Text-Fabric dataset of the Greek New Testament, based on the Nestle 1904 (7th printing) edition.
About this datasetText-Fabric’s data design allows for flexible representation of the corpus text but requires at least one text format to be specified as its default (in this dataset: text-orig-full). During the creation of the dataset, additional formats relevant to this corpus were defined, which are basically based on a subset of the following surface text-related features:
The relation between these features in relation to the surface text is shown in the following image.
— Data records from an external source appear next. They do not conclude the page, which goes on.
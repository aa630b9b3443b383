/// API route handlers
///
/// - `health`: health check
/// - `auth`: token obtain and refresh
/// - `users`: registration and account management
/// - `courses`, `lessons`: owner-scoped CRUD
/// - `subscriptions`: course subscription toggle
/// - `payments`: checkout sessions and payment history
/// - `pagination`: page parameters and the paged response envelope

pub mod auth;
pub mod courses;
pub mod health;
pub mod lessons;
pub mod pagination;
pub mod payments;
pub mod subscriptions;
pub mod users;

use serde::{Deserialize, Deserializer};

/// Distinguishes an absent field (`None`) from an explicit `null` (`Some(None)`)
///
/// Use with `#[serde(default, deserialize_with = "double_option")]`.
pub(crate) fn double_option<'de, T, D>(deserializer: D) -> Result<Option<Option<T>>, D::Error>
where
    T: Deserialize<'de>,
    D: Deserializer<'de>,
{
    Option::<T>::deserialize(deserializer).map(Some)
}

#[cfg(test)]
mod tests {
    use super::*;

    #[derive(Debug, Deserialize)]
    struct Patch {
        #[serde(default, deserialize_with = "double_option")]
        preview: Option<Option<String>>,
    }

    #[test]
    fn test_double_option() {
        let absent: Patch = serde_json::from_str("{}").unwrap();
        assert_eq!(absent.preview, None);

        let cleared: Patch = serde_json::from_str(r#"{"preview": null}"#).unwrap();
        assert_eq!(cleared.preview, Some(None));

        let set: Patch = serde_json::from_str(r#"{"preview": "a.png"}"#).unwrap();
        assert_eq!(set.preview, Some(Some("a.png".to_string())));
    }
}
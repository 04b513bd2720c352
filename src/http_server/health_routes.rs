//! Health and metrics endpoints

use std::sync::Arc;

use axum::{extract::State, routing::get, Json, Router};
use serde::Serialize;

use crate::observability::{MetricsRegistry, MetricsSnapshot};

#[derive(Debug, Serialize)]
pub struct HealthResponse {
    pub status: &'static str,
    pub version: &'static str,
}

pub fn health_routes(metrics: Arc<MetricsRegistry>) -> Router {
    Router::new()
        .route("/health", get(health_handler))
        .route("/metrics", get(metrics_handler))
        .with_state(metrics)
}

async fn health_handler() -> Json<HealthResponse> {
    Json(HealthResponse {
        status: "ok",
        version: env!("CARGO_PKG_VERSION"),
    })
}

async fn metrics_handler(State(metrics): State<Arc<MetricsRegistry>>) -> Json<MetricsSnapshot> {
    Json(metrics.snapshot())
}

#[cfg(test)]
mod tests {
    use super::*;

    #[test]
    fn test_health_response_serialization() {
        let json = serde_json::to_string(&HealthResponse {
            status: "ok",
            version: "0.1.0",
        })
        .unwrap();
        assert_eq!(json, r#"{"status":"ok","version":"0.1.0"}"#);
    }
}
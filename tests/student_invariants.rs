//! Student Record Invariant Tests
//!
//! - Normalization is idempotent
//! - Roll number and email stay unique under concurrent writers
//! - Listings are ordered by roll number
//! - Summary buckets always sum to the total

use std::sync::Arc;
use std::thread;

use rosterdb::observability::MetricsRegistry;
use rosterdb::store::{DocumentStore, RecordStore};
use rosterdb::student::{
    normalize, StudentError, StudentPayload, StudentQuery, StudentService, StudentStatus,
};

// =============================================================================
// Test Utilities
// =============================================================================

fn payload(roll: &str, email: &str, class_name: &str) -> StudentPayload {
    StudentPayload {
        roll_number: Some(roll.into()),
        full_name: Some(format!("Student {}", roll.trim())),
        class_name: Some(class_name.into()),
        email: Some(email.into()),
        phone: Some("555-0100".into()),
        guardian_name: Some("Guardian".into()),
        guardian_phone: Some("555-0101".into()),
        address: Some("12 High Street".into()),
        ..Default::default()
    }
}

fn service() -> StudentService {
    StudentService::new(
        Arc::new(DocumentStore::in_memory()),
        Arc::new(MetricsRegistry::new()),
    )
}

fn query(search: Option<&str>, class_name: Option<&str>, status: Option<&str>) -> StudentQuery {
    StudentQuery {
        search: search.map(String::from),
        class_name: class_name.map(String::from),
        status: status.map(String::from),
    }
}

// =============================================================================
// Normalization
// =============================================================================

#[test]
fn test_normalize_is_idempotent() {
    let raw = StudentPayload {
        section: Some(" b ".into()),
        status: Some("Graduated".into()),
        ..payload("  r-07 ", "  Mixed.Case@Example.ORG ", " 10 ")
    };

    let once = normalize(&raw);
    let twice = normalize(&once);

    assert_eq!(once, twice);
    assert_eq!(once.roll_number.as_deref(), Some("R-07"));
    assert_eq!(once.email.as_deref(), Some("mixed.case@example.org"));
    assert_eq!(once.section.as_deref(), Some("B"));
}

// =============================================================================
// Uniqueness
// =============================================================================

#[test]
fn test_concurrent_duplicate_create_admits_exactly_one() {
    let store = Arc::new(DocumentStore::in_memory());

    let handles: Vec<_> = (0..8)
        .map(|i| {
            let store = Arc::clone(&store);
            thread::spawn(move || {
                let raw = payload("R01", &format!("student{}@x.com", i), "10");
                store.create(&normalize(&raw))
            })
        })
        .collect();

    let results: Vec<_> = handles.into_iter().map(|h| h.join().unwrap()).collect();
    let successes = results.iter().filter(|r| r.is_ok()).count();

    assert_eq!(successes, 1);
    for result in results.iter().filter(|r| r.is_err()) {
        match result {
            Err(StudentError::DuplicateKey { field }) => assert_eq!(*field, "rollNumber"),
            other => panic!("expected duplicate key, got {:?}", other),
        }
    }
    assert_eq!(store.count().unwrap(), 1);
}

#[test]
fn test_email_uniqueness_ignores_case() {
    let service = service();
    service.create_student(&payload("R01", "ada@x.com", "10")).unwrap();

    let err = service
        .create_student(&payload("R02", "ADA@X.COM", "10"))
        .unwrap_err();
    assert_eq!(err.field(), Some("email"));
    assert_eq!(err.status_code(), 409);
}

#[test]
fn test_update_cannot_steal_another_roll_number() {
    let service = service();
    service.create_student(&payload("R01", "a@x.com", "10")).unwrap();
    let second = service.create_student(&payload("R02", "b@x.com", "10")).unwrap();

    let patch = StudentPayload {
        roll_number: Some("r01".into()),
        ..Default::default()
    };
    let err = service
        .update_student(&second.id.to_string(), &patch)
        .unwrap_err();

    assert_eq!(err.field(), Some("rollNumber"));
    assert_eq!(
        service.get_student(&second.id.to_string()).unwrap().roll_number,
        "R02"
    );
}

// =============================================================================
// Listing
// =============================================================================

#[test]
fn test_list_sorted_by_roll_number() {
    let service = service();
    for (roll, email) in [("R03", "c@x.com"), ("R01", "a@x.com"), ("R02", "b@x.com")] {
        service.create_student(&payload(roll, email, "10")).unwrap();
    }

    let rolls: Vec<String> = service
        .list_students(&StudentQuery::default())
        .unwrap()
        .into_iter()
        .map(|r| r.roll_number)
        .collect();
    assert_eq!(rolls, vec!["R01", "R02", "R03"]);
}

#[test]
fn test_status_and_class_filters() {
    let service = service();
    service.create_student(&payload("R01", "a@x.com", "10")).unwrap();
    service
        .create_student(&StudentPayload {
            status: Some("Graduated".into()),
            ..payload("R02", "b@x.com", "10")
        })
        .unwrap();
    service
        .create_student(&StudentPayload {
            status: Some("Graduated".into()),
            ..payload("R03", "c@x.com", "11")
        })
        .unwrap();

    let graduated = service
        .list_students(&query(None, None, Some("Graduated")))
        .unwrap();
    assert_eq!(graduated.len(), 2);
    assert!(graduated.iter().all(|r| r.status == StudentStatus::Graduated));

    let narrowed = service
        .list_students(&query(None, Some("10"), Some("Graduated")))
        .unwrap();
    assert_eq!(narrowed.len(), 1);
    assert_eq!(narrowed[0].roll_number, "R02");

    let nothing = service
        .list_students(&query(None, None, Some("Expelled")))
        .unwrap();
    assert!(nothing.is_empty());
}

#[test]
fn test_search_treats_metacharacters_literally() {
    let service = service();
    service
        .create_student(&StudentPayload {
            full_name: Some("O'Brien (Jr.)".into()),
            ..payload("R01", "a@x.com", "10")
        })
        .unwrap();
    service
        .create_student(&StudentPayload {
            full_name: Some("Jrx".into()),
            ..payload("R02", "b@x.com", "10")
        })
        .unwrap();

    let found = service
        .list_students(&query(Some("(jr."), None, None))
        .unwrap();
    assert_eq!(found.len(), 1);
    assert_eq!(found[0].roll_number, "R01");
}

// =============================================================================
// Summary
// =============================================================================

#[test]
fn test_summary_counts_sum_to_total() {
    let service = service();
    let statuses = ["Active", "Inactive", "Graduated", "On Leave", "Active"];
    for (i, status) in statuses.iter().enumerate() {
        service
            .create_student(&StudentPayload {
                status: Some(status.to_string()),
                ..payload(
                    &format!("R{:02}", i),
                    &format!("s{}@x.com", i),
                    if i % 2 == 0 { "10" } else { "11" },
                )
            })
            .unwrap();
    }

    let summary = service.get_summary().unwrap();
    assert_eq!(summary.total, 5);
    assert_eq!(summary.status.total(), summary.total);
    assert_eq!(summary.classes.total(), summary.total);
    assert_eq!(summary.status.get("Active"), Some(2));
    assert_eq!(summary.classes.get("10"), Some(3));
}

#[test]
fn test_summary_tracks_deletes() {
    let service = service();
    let first = service.create_student(&payload("R01", "a@x.com", "10")).unwrap();
    service.create_student(&payload("R02", "b@x.com", "10")).unwrap();

    service.delete_student(&first.id.to_string()).unwrap();

    let summary = service.get_summary().unwrap();
    assert_eq!(summary.total, 1);
    assert_eq!(summary.classes.get("10"), Some(1));
}

// =============================================================================
// Lifecycle
// =============================================================================

#[test]
fn test_create_update_delete_lifecycle() {
    let service = service();
    let created = service.create_student(&payload("R01", "a@x.com", "10")).unwrap();
    let id = created.id.to_string();

    assert_eq!(created.status, StudentStatus::Active);
    assert_eq!(created.section, "A");

    let updated = service
        .update_student(
            &id,
            &StudentPayload {
                status: Some("Inactive".into()),
                ..Default::default()
            },
        )
        .unwrap();
    assert_eq!(updated.id, created.id);
    assert_eq!(updated.created_at, created.created_at);
    assert_eq!(updated.status, StudentStatus::Inactive);
    assert!(updated.updated_at >= created.updated_at);

    service.delete_student(&id).unwrap();
    assert!(matches!(
        service.get_student(&id),
        Err(StudentError::NotFound)
    ));
    assert!(matches!(
        service.delete_student(&id),
        Err(StudentError::NotFound)
    ));
}

#[test]
fn test_invalid_status_rejected_on_create() {
    let service = service();
    let err = service
        .create_student(&StudentPayload {
            status: Some("Expelled".into()),
            ..payload("R01", "a@x.com", "10")
        })
        .unwrap_err();

    assert_eq!(err.field(), Some("status"));
    assert_eq!(err.status_code(), 400);
    assert_eq!(service.store().count().unwrap(), 0);
}

#[test]
fn test_status_patch_keeps_edge_of_range_birth_date() {
    let service = service();
    let created = service
        .create_student(&StudentPayload {
            date_of_birth: Some(Some("9999-12-31".into())),
            ..payload("R01", "a@x.com", "10")
        })
        .unwrap();

    let updated = service
        .update_student(
            &created.id.to_string(),
            &StudentPayload {
                status: Some("Graduated".into()),
                ..Default::default()
            },
        )
        .unwrap();

    assert_eq!(updated.status, StudentStatus::Graduated);
    assert_eq!(updated.date_of_birth, created.date_of_birth);
}

#[test]
fn test_birth_dates_beyond_four_digit_years_rejected() {
    let service = service();
    for (i, raw) in ["-0001-01-01", "+12345-01-01"].iter().enumerate() {
        let err = service
            .create_student(&StudentPayload {
                date_of_birth: Some(Some(raw.to_string())),
                ..payload(&format!("R{:02}", i), &format!("s{}@x.com", i), "10")
            })
            .unwrap_err();
        assert_eq!(err.field(), Some("dateOfBirth"));
    }
    assert_eq!(service.store().count().unwrap(), 0);
}
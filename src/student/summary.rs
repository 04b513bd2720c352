//! Summary statistics over the full record set

use serde::ser::SerializeMap;
use serde::{Serialize, Serializer};

use super::errors::StudentResult;
use super::filter::StudentFilter;
use super::types::{StudentRecord, StudentStatus};
use crate::store::RecordStore;

/// Bucket label for records without a value
pub const UNKNOWN_LABEL: &str = "Unknown";

/// Ordered label → count pairs, serialized as a JSON object in order
#[derive(Debug, Clone, Default, PartialEq, Eq)]
pub struct CountMap(Vec<(String, u64)>);

impl CountMap {
    pub fn get(&self, label: &str) -> Option<u64> {
        self.0
            .iter()
            .find(|(name, _)| name == label)
            .map(|(_, count)| *count)
    }

    pub fn iter(&self) -> impl Iterator<Item = (&str, u64)> {
        self.0.iter().map(|(name, count)| (name.as_str(), *count))
    }

    pub fn len(&self) -> usize {
        self.0.len()
    }

    pub fn is_empty(&self) -> bool {
        self.0.is_empty()
    }

    pub fn total(&self) -> u64 {
        self.0.iter().map(|(_, count)| count).sum()
    }

    fn increment(&mut self, label: &str) {
        match self.0.iter_mut().find(|(name, _)| name == label) {
            Some((_, count)) => *count += 1,
            None => self.0.push((label.to_string(), 1)),
        }
    }
}

impl Serialize for CountMap {
    fn serialize<S: Serializer>(&self, serializer: S) -> Result<S::Ok, S::Error> {
        let mut map = serializer.serialize_map(Some(self.0.len()))?;
        for (label, count) in &self.0 {
            map.serialize_entry(label, count)?;
        }
        map.end()
    }
}

/// `{total, status, classes}`
#[derive(Debug, Clone, PartialEq, Eq, Serialize)]
pub struct Summary {
    pub total: u64,
    pub status: CountMap,
    pub classes: CountMap,
}

pub struct SummaryAggregator;

impl SummaryAggregator {
    /// Recomputes the summary from every record in `store`.
    pub fn summarize(store: &dyn RecordStore) -> StudentResult<Summary> {
        let records = store.list(&StudentFilter::all())?;
        Ok(Self::from_records(&records))
    }

    /// Status buckets follow domain order. Class buckets are ordered by
    /// descending count, then by name.
    pub fn from_records(records: &[StudentRecord]) -> Summary {
        let mut status = CountMap::default();
        let mut classes = CountMap::default();

        for record in records {
            status.increment(record.status.as_str());
            classes.increment(label_or_unknown(&record.class_name));
        }

        status
            .0
            .sort_by_key(|(label, _)| StudentStatus::parse(label).map(|s| s as u8));
        classes
            .0
            .sort_by(|(a_name, a_count), (b_name, b_count)| {
                b_count.cmp(a_count).then_with(|| a_name.cmp(b_name))
            });

        Summary {
            total: records.len() as u64,
            status,
            classes,
        }
    }
}

fn label_or_unknown(label: &str) -> &str {
    if label.trim().is_empty() {
        UNKNOWN_LABEL
    } else {
        label
    }
}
The text formats in this Text-Fabric database are identified by unique names that reflect their actual formats. These names follow a structured naming schema, consisting of a string of keywords separated by hyphens (-).
`what`-`how`-`fullness`
In our database the following keywords are used:
keyword | value | meaning |
---|---|---|
what | text | words as they belong to the text |
what | lex | lexemes of the words |
how | orig | the original Greek script (all Unicode) |
how | unaccent | the original Greek script without accents |
how | translit | transliteration into latin alphabeth |
fullness | full | complete text with text-critical markers |
fullness | plain | complete text without text-critical markers |
Not all possible combinations are defined or relevant. The following text-formatting options are defined:
Format | Usage | Template |
---|---|---|
lex-orig-plain | Lexemes of the Greek surface text | {lemma}{trailer} |
lex-translit-plain | Transliteration of the lexemes of the Greek surface text | {lemmatranslit}{trailer} |
text-orig-full (default) | The Greek surface text in unicode including text-critical markers | {before}{text}{after} |
text-orig-plain | The Greek surface text in unicode | {text}{trailer} |
text-translit-plain | Transliteration of the Greek surface text | {translit}{trailer} |
text-unaccent-plain | The Greek surface text in unicode without accents | {unaccent}{trailer} |
Each text format is implemented as a template that maps the format to individual features. This mapping can be easily checked using the following command: A.showFormats().
This example illustrates how the different formats in this dataset affect the presentation of Mark 1:1.
# note: node 383782 is of type 'verse' and associated to Mark 1:1
for formats in T.formats:
print(f'fmt={formats}\t: {T.text(383782,formats)}')
fmt=lex-orig-plain : ἀρχή ὁ εὐαγγέλιον Ἰησοῦς Χριστός υἱός θεός.
fmt=lex-translit-plain : arkhe o euaggelion Iesous Khristos uios theos.
fmt=text-orig-full : Ἀρχὴ τοῦ εὐαγγελίου Ἰησοῦ Χριστοῦ (Υἱοῦ Θεοῦ).
fmt=text-orig-plain : Ἀρχὴ τοῦ εὐαγγελίου Ἰησοῦ Χριστοῦ Υἱοῦ Θεοῦ.
fmt=text-translit-plain : Arkhe tou euaggeliou Iesou Khristou Uiou Theou.
fmt=text-unaccent-plain : Αρχη του ευαγγελιου Ιησου Χριστου Υιου Θεου.
All Greek text in this Text-Fabric dataset is encoded in Unicode. However, there are specific aspects that may require attention when querying, particularly those involving polytonic accents and “pseudo-characters” like the iota subscript. For a detailed discussion on character encoding, please refer to the documentation here.